Problem to solve:
Nothing may be changed. Give the entries below again exactly.
(Listed entries begins)
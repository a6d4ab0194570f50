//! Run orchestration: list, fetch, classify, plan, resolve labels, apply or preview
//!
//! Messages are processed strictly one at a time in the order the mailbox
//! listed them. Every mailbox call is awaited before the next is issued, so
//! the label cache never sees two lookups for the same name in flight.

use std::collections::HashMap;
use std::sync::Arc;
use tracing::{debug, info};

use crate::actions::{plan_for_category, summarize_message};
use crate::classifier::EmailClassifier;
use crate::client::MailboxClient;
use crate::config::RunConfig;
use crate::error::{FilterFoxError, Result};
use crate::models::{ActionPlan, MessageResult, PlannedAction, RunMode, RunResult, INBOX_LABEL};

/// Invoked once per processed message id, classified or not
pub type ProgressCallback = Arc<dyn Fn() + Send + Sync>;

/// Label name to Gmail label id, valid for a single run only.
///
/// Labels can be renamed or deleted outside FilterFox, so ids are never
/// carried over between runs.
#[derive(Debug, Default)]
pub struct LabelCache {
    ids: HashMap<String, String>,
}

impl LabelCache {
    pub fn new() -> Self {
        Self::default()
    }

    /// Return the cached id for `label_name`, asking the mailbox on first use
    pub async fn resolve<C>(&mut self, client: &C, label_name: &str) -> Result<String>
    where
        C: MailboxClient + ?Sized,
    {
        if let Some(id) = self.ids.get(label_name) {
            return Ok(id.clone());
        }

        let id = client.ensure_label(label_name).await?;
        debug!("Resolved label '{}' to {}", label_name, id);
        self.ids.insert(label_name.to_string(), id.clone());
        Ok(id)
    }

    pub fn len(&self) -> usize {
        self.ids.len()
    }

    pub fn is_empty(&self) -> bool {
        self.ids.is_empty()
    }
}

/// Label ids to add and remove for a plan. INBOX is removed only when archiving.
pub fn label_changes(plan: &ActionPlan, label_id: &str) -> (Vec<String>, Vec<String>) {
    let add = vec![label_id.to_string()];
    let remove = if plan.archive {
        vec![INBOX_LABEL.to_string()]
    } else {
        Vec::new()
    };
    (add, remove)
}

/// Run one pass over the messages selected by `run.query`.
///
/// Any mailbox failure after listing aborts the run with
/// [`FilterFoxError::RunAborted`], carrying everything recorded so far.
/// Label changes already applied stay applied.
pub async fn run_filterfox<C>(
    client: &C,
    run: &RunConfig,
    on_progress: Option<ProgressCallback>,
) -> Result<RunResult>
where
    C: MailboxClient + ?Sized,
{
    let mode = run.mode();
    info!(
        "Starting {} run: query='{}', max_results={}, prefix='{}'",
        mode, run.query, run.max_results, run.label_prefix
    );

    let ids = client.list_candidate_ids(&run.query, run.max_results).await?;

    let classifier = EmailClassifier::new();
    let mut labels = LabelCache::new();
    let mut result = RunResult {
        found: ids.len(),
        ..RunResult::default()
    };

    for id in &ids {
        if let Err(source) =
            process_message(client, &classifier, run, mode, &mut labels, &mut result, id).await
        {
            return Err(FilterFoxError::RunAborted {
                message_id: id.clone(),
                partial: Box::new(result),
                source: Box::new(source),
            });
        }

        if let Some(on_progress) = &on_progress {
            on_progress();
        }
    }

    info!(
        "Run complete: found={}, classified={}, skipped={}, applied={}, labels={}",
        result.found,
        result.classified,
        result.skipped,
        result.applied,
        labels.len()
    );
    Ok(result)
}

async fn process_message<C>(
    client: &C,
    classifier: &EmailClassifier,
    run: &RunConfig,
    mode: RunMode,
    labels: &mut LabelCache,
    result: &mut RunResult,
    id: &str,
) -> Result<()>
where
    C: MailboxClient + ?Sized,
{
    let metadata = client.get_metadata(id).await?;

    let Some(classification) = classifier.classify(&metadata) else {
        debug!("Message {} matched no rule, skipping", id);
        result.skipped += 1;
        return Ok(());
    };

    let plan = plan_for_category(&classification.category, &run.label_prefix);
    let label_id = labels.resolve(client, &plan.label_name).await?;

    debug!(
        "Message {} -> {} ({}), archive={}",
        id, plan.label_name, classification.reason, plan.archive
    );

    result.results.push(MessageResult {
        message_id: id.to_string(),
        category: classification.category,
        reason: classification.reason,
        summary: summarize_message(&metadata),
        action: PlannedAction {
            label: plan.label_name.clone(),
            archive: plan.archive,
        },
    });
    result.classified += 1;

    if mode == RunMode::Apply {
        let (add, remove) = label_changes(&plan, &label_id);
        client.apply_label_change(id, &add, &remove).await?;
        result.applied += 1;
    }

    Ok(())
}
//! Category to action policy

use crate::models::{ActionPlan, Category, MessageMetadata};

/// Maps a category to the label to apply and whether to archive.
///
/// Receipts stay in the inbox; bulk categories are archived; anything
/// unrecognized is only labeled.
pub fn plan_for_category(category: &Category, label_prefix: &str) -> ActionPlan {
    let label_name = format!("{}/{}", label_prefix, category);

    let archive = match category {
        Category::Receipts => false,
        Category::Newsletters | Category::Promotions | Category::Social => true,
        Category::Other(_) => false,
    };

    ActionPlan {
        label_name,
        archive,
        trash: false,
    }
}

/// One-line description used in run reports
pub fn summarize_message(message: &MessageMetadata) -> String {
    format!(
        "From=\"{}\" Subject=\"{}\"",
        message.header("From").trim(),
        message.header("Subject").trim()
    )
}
(Listed entries ends)
Result of this exercise:
repository a6d4ab0194570f50
//! Run orchestration: list, fetch, classify, plan, resolve labels, apply or preview
//!
//! Messages are processed strictly one at a time in the order the mailbox
//! listed them. Every mailbox call is awaited before the next is issued, so
//! the label cache never sees two lookups for the same name in flight.

use std::collections::HashMap;
use std::sync::Arc;
use tracing::{debug, info};

use crate::actions::{plan_for_category, summarize_message};
use crate::classifier::EmailClassifier;
use crate::client::MailboxClient;
use crate::config::RunConfig;
use crate::error::{FilterFoxError, Result};
use crate::models::{ActionPlan, MessageResult, PlannedAction, RunMode, RunResult, INBOX_LABEL};

/// Invoked once per processed message id, classified or not
pub type ProgressCallback = Arc<dyn Fn() + Send + Sync>;

/// Label name to Gmail label id, valid for a single run only.
///
/// Labels can be renamed or deleted outside FilterFox, so ids are never
/// carried over between runs.
#[derive(Debug, Default)]
pub struct LabelCache {
    ids: HashMap<String, String>,
}

impl LabelCache {
    pub fn new() -> Self {
        Self::default()
    }

    /// Return the cached id for `label_name`, asking the mailbox on first use
    pub async fn resolve<C>(&mut self, client: &C, label_name: &str) -> Result<String>
    where
        C: MailboxClient + ?Sized,
    {
        if let Some(id) = self.ids.get(label_name) {
            return Ok(id.clone());
        }

        let id = client.ensure_label(label_name).await?;
        debug!("Resolved label '{}' to {}", label_name, id);
        self.ids.insert(label_name.to_string(), id.clone());
        Ok(id)
    }

    pub fn len(&self) -> usize {
        self.ids.len()
    }

    pub fn is_empty(&self) -> bool {
        self.ids.is_empty()
    }
}

/// Label ids to add and remove for a plan. INBOX is removed only when archiving.
pub fn label_changes(plan: &ActionPlan, label_id: &str) -> (Vec<String>, Vec<String>) {
    let add = vec![label_id.to_string()];
    let remove = if plan.archive {
        vec![INBOX_LABEL.to_string()]
    } else {
        Vec::new()
    };
    (add, remove)
}

/// Run one pass over the messages selected by `run.query`.
///
/// Any mailbox failure after listing aborts the run with
/// [`FilterFoxError::RunAborted`], carrying everything recorded so far.
/// Label changes already applied stay applied.
pub async fn run_filterfox<C>(
    client: &C,
    run: &RunConfig,
    on_progress: Option<ProgressCallback>,
) -> Result<RunResult>
where
    C: MailboxClient + ?Sized,
{
    let mode = run.mode();
    info!(
        "Starting {} run: query='{}', max_results={}, prefix='{}'",
        mode, run.query, run.max_results, run.label_prefix
    );

    let ids = client.list_candidate_ids(&run.query, run.max_results).await?;

    let classifier = EmailClassifier::new();
    let mut labels = LabelCache::new();
    let mut result = RunResult {
        found: ids.len(),
        ..RunResult::default()
    };

    for id in &ids {
        if let Err(source) =
            process_message(client, &classifier, run, mode, &mut labels, &mut result, id).await
        {
            return Err(FilterFoxError::RunAborted {
                message_id: id.clone(),
                partial: Box::new(result),
                source: Box::new(source),
            });
        }

        if let Some(on_progress) = &on_progress {
            on_progress();
        }
    }

    info!(
        "Run complete: found={}, classified={}, skipped={}, applied={}, labels={}",
        result.found,
        result.classified,
        result.skipped,
        result.applied,
        labels.len()
    );
    Ok(result)
}

async fn process_message<C>(
    client: &C,
    classifier: &EmailClassifier,
    run: &RunConfig,
    mode: RunMode,
    labels: &mut LabelCache,
    result: &mut RunResult,
    id: &str,
) -> Result<()>
where
    C: MailboxClient + ?Sized,
{
    let metadata = client.get_metadata(id).await?;

    let Some(classification) = classifier.classify(&metadata) else {
        debug!("Message {} matched no rule, skipping", id);
        result.skipped += 1;
        return Ok(());
    };

    let plan = plan_for_category(&classification.category, &run.label_prefix);
    let label_id = labels.resolve(client, &plan.label_name).await?;

    debug!(
        "Message {} -> {} ({}), archive={}",
        id, plan.label_name, classification.reason, plan.archive
    );

    result.results.push(MessageResult {
        message_id: id.to_string(),
        category: classification.category,
        reason: classification.reason,
        summary: summarize_message(&metadata),
        action: PlannedAction {
            label: plan.label_name.clone(),
            archive: plan.archive,
        },
    });
    result.classified += 1;

    if mode == RunMode::Apply {
        let (add, remove) = label_changes(&plan, &label_id);
        client.apply_label_change(id, &add, &remove).await?;
        result.applied += 1;
    }

    Ok(())
}
//! Category to action policy

use crate::models::{ActionPlan, Category, MessageMetadata};

/// Maps a category to the label to apply and whether to archive.
///
/// Receipts stay in the inbox; bulk categories are archived; anything
/// unrecognized is only labeled.
pub fn plan_for_category(category: &Category, label_prefix: &str) -> ActionPlan {
    let label_name = format!("{}/{}", label_prefix, category);

    let archive = match category {
        Category::Receipts => false,
        Category::Newsletters | Category::Promotions | Category::Social => true,
        Category::Other(_) => false,
    };

    ActionPlan {
        label_name,
        archive,
        trash: false,
    }
}

/// One-line description used in run reports
pub fn summarize_message(message: &MessageMetadata) -> String {
    format!(
        "From=\"{}\" Subject=\"{}\"",
        message.header("From").trim(),
        message.header("Subject").trim()
    )
}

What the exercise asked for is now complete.